Below are the records; copy exactly the stretch from the line containing "filename crates/notify/src/service.rs" through the line containing "pub struct IncomingNotification", both ends included, and nothing else.

[RAW DATA]

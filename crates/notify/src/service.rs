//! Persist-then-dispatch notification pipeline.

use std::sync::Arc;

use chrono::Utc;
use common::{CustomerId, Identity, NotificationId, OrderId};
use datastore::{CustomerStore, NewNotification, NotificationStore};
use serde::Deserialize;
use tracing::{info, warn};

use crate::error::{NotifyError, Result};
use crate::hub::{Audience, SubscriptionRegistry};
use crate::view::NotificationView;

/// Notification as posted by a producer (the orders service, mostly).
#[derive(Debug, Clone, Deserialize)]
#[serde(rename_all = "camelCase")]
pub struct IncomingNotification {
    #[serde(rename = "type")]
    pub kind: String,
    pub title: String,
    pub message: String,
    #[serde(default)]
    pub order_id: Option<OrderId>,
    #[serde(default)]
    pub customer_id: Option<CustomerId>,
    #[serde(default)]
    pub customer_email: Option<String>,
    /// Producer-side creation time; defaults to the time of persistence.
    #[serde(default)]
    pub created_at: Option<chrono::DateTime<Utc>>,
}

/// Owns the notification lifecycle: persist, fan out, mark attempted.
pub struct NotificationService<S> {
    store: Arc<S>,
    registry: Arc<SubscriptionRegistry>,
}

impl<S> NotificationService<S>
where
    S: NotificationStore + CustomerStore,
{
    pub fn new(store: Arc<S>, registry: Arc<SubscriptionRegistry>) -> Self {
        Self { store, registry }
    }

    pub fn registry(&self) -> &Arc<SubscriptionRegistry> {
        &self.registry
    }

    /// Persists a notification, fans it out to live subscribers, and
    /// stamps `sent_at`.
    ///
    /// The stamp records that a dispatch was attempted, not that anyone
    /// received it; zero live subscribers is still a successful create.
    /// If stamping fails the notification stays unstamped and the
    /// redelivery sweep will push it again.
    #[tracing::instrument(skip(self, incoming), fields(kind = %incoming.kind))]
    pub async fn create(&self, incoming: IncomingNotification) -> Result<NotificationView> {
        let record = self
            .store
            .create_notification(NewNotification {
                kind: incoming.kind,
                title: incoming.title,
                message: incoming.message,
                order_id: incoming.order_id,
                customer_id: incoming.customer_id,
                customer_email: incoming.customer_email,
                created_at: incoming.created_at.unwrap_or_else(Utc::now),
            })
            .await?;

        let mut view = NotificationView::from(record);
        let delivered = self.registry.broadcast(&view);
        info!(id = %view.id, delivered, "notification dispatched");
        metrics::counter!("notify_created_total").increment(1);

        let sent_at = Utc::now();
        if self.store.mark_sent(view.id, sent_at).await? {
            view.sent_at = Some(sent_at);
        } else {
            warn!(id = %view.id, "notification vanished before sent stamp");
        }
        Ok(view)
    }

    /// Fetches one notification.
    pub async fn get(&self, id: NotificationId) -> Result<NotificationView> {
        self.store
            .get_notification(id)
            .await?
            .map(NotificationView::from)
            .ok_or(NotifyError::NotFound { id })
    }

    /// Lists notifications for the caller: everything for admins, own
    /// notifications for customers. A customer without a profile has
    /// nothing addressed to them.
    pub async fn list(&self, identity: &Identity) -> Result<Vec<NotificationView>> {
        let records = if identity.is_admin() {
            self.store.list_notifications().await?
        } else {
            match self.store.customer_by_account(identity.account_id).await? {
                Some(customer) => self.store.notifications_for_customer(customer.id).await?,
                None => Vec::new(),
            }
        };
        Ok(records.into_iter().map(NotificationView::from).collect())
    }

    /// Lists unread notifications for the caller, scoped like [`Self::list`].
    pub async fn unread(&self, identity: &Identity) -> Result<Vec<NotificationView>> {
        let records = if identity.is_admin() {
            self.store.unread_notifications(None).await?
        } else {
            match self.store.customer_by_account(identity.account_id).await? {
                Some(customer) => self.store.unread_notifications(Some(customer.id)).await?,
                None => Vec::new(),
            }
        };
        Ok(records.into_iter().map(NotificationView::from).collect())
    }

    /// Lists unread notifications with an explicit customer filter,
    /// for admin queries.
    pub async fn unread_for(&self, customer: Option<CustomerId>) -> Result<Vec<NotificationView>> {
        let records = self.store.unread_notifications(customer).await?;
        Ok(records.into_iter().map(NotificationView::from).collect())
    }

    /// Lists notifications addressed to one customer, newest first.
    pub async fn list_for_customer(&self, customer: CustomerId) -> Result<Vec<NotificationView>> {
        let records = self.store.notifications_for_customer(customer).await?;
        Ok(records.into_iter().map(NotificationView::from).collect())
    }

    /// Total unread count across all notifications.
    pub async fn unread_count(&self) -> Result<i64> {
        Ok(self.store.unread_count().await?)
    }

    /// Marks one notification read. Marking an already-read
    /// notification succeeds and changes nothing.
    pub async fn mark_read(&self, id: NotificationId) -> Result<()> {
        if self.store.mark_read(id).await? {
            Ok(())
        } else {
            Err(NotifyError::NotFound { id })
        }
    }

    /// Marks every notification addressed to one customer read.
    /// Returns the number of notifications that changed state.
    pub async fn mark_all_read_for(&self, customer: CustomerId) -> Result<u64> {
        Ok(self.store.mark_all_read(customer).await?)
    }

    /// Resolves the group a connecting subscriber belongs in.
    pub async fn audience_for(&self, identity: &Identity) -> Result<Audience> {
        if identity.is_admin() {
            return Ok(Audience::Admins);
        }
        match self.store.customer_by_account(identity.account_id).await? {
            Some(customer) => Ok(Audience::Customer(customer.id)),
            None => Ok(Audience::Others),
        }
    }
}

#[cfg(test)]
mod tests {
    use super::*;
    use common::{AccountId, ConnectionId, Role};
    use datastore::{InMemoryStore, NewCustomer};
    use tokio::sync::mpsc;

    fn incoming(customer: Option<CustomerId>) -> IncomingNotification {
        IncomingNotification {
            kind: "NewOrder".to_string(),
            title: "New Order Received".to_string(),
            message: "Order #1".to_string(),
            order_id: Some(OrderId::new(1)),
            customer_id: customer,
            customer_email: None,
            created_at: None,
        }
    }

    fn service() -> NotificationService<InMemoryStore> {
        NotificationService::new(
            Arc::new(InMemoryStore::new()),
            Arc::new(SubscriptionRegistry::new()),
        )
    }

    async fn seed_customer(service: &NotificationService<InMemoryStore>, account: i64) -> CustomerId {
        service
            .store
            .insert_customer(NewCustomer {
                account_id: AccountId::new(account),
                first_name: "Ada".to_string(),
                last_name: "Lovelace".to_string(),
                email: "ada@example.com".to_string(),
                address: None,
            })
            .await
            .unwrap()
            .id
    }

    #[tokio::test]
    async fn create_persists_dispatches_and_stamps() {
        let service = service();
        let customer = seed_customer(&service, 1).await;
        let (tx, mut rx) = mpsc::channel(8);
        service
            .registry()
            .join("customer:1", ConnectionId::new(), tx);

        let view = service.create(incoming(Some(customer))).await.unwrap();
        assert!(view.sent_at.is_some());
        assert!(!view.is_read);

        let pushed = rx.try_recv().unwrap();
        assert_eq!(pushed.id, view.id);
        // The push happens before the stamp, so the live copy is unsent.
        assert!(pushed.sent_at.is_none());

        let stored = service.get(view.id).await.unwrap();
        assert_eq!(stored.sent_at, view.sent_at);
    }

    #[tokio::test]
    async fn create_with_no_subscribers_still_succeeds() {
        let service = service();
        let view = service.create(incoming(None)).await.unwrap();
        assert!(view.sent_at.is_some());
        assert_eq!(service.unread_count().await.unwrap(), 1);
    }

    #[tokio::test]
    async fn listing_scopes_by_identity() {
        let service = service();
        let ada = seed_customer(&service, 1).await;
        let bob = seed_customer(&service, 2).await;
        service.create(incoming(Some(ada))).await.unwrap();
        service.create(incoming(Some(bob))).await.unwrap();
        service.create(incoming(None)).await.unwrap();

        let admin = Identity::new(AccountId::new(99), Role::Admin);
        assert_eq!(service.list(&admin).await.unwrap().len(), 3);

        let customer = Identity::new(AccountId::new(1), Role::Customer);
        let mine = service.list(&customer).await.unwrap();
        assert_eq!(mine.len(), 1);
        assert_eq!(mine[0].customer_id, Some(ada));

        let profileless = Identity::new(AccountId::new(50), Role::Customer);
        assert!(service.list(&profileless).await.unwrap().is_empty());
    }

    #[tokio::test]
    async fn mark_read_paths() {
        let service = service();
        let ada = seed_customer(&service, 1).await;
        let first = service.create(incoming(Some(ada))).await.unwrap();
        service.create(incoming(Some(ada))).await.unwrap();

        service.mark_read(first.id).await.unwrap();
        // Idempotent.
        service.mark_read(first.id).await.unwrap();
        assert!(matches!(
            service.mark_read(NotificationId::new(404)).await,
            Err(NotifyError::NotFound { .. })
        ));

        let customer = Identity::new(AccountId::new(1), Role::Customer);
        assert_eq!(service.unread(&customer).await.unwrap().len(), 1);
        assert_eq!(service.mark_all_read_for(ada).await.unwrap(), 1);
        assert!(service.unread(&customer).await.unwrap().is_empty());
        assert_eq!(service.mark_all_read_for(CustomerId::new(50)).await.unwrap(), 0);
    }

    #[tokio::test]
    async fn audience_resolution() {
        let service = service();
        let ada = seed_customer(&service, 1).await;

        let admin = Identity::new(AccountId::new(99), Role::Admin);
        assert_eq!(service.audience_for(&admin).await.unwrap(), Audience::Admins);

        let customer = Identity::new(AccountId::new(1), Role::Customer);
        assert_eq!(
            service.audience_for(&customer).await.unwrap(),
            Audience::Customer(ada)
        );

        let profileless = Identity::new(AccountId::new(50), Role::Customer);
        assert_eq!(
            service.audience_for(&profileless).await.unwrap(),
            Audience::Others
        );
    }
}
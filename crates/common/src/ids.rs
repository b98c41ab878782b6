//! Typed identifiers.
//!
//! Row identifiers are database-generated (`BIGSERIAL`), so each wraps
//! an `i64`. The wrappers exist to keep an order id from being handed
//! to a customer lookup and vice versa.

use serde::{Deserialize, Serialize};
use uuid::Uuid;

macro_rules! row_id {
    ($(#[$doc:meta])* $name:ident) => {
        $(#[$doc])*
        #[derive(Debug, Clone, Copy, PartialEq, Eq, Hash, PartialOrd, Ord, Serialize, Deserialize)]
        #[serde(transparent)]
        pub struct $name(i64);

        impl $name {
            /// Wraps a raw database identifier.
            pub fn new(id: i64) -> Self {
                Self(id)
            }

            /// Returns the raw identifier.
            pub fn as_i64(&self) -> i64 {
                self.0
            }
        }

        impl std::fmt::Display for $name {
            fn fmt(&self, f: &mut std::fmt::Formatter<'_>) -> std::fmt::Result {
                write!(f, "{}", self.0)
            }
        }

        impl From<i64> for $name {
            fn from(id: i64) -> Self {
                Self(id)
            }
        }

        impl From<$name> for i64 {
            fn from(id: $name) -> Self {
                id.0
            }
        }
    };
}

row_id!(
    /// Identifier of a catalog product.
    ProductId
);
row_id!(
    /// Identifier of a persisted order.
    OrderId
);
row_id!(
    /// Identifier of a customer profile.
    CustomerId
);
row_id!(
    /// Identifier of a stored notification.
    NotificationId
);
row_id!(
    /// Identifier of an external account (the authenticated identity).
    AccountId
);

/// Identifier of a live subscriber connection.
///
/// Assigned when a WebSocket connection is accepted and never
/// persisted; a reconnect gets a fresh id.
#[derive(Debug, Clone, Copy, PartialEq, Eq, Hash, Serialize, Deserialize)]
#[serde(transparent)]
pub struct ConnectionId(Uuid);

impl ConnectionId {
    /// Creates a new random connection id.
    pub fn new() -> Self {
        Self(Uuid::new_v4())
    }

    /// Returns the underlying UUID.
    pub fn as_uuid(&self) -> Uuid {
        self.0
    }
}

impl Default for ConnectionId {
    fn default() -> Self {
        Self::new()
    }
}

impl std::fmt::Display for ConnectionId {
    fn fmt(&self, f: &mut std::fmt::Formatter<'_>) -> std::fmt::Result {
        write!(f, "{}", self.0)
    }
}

[/RAW DATA]
[RAW DATA]

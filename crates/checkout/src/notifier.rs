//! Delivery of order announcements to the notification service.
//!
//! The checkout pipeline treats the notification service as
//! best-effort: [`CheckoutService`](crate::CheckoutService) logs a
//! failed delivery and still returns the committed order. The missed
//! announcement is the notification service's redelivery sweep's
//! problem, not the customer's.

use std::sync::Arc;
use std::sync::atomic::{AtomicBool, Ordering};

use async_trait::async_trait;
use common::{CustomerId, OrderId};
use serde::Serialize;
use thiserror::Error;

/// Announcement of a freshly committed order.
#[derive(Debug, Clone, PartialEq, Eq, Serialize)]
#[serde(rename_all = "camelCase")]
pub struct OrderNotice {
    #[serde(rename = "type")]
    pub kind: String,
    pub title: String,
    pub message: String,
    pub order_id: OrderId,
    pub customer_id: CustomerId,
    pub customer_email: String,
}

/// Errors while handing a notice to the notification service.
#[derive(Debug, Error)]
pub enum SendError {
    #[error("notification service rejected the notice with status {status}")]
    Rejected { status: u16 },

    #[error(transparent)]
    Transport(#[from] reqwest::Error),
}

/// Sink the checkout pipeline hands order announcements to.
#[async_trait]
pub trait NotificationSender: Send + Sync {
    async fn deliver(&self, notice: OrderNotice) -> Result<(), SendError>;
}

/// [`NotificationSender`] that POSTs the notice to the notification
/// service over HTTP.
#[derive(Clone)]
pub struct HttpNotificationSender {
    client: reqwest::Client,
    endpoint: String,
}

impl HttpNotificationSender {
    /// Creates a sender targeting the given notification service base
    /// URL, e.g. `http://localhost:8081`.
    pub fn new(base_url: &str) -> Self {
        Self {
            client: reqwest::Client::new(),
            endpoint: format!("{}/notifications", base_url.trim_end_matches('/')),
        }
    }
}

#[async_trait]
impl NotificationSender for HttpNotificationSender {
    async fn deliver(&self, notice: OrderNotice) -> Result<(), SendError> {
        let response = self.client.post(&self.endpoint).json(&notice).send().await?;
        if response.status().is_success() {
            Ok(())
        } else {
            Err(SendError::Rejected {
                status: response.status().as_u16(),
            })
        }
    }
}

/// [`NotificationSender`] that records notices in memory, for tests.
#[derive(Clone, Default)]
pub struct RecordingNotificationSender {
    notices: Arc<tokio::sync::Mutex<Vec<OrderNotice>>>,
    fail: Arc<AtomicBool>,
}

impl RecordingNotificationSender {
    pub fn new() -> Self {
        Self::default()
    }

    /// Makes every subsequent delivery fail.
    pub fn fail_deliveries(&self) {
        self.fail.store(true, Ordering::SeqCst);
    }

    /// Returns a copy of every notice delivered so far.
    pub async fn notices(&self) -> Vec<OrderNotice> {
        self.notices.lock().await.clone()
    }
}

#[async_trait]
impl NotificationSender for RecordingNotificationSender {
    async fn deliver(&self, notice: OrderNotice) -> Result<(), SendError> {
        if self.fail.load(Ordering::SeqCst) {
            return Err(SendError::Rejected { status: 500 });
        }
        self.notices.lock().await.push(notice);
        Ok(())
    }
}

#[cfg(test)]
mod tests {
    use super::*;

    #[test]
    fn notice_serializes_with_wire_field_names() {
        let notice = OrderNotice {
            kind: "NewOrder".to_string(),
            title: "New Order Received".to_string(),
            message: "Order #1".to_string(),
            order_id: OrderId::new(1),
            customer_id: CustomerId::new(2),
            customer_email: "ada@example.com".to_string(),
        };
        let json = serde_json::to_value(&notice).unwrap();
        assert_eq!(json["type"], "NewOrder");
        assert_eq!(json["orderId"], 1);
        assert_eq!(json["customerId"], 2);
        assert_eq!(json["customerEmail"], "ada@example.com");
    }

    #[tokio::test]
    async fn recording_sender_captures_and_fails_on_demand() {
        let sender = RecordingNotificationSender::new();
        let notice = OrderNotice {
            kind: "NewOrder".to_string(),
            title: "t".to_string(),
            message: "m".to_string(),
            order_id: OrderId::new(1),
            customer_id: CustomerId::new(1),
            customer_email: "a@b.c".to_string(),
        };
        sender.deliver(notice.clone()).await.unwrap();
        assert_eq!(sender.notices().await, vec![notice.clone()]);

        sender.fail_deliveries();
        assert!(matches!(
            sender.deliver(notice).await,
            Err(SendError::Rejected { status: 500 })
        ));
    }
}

[/RAW DATA]
[RAW DATA]

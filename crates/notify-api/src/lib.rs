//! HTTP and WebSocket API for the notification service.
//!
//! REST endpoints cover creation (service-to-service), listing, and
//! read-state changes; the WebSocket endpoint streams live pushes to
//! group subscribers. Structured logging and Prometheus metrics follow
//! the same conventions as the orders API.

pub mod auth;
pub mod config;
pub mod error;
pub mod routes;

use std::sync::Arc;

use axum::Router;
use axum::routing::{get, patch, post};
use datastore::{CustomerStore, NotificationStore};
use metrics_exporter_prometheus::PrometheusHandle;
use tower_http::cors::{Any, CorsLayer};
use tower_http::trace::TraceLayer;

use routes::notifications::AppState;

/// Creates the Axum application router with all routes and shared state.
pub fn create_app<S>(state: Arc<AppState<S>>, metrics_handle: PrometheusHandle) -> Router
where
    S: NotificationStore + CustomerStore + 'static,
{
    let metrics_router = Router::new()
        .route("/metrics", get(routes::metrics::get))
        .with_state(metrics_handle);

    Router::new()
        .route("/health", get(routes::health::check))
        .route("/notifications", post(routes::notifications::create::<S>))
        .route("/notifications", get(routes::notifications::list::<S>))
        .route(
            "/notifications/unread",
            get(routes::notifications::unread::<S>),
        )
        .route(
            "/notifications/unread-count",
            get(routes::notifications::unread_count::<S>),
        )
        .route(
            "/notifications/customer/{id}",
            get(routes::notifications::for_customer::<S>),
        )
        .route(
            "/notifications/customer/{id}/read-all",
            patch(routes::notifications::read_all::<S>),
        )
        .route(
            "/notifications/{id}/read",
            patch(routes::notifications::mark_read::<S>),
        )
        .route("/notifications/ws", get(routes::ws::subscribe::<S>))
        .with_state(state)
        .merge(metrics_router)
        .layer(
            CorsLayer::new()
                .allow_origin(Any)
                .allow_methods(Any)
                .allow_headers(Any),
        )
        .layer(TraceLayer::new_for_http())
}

[/RAW DATA]

* EXERCISE SOLUTION:
filename crates/notify/src/service.rs
//! Persist-then-dispatch notification pipeline.

use std::sync::Arc;

use chrono::Utc;
use common::{CustomerId, Identity, NotificationId, OrderId};
use datastore::{CustomerStore, NewNotification, NotificationStore};
use serde::Deserialize;
use tracing::{info, warn};

use crate::error::{NotifyError, Result};
use crate::hub::{Audience, SubscriptionRegistry};
use crate::view::NotificationView;

/// Notification as posted by a producer (the orders service, mostly).
#[derive(Debug, Clone, Deserialize)]
#[serde(rename_all = "camelCase")]
pub struct IncomingNotification {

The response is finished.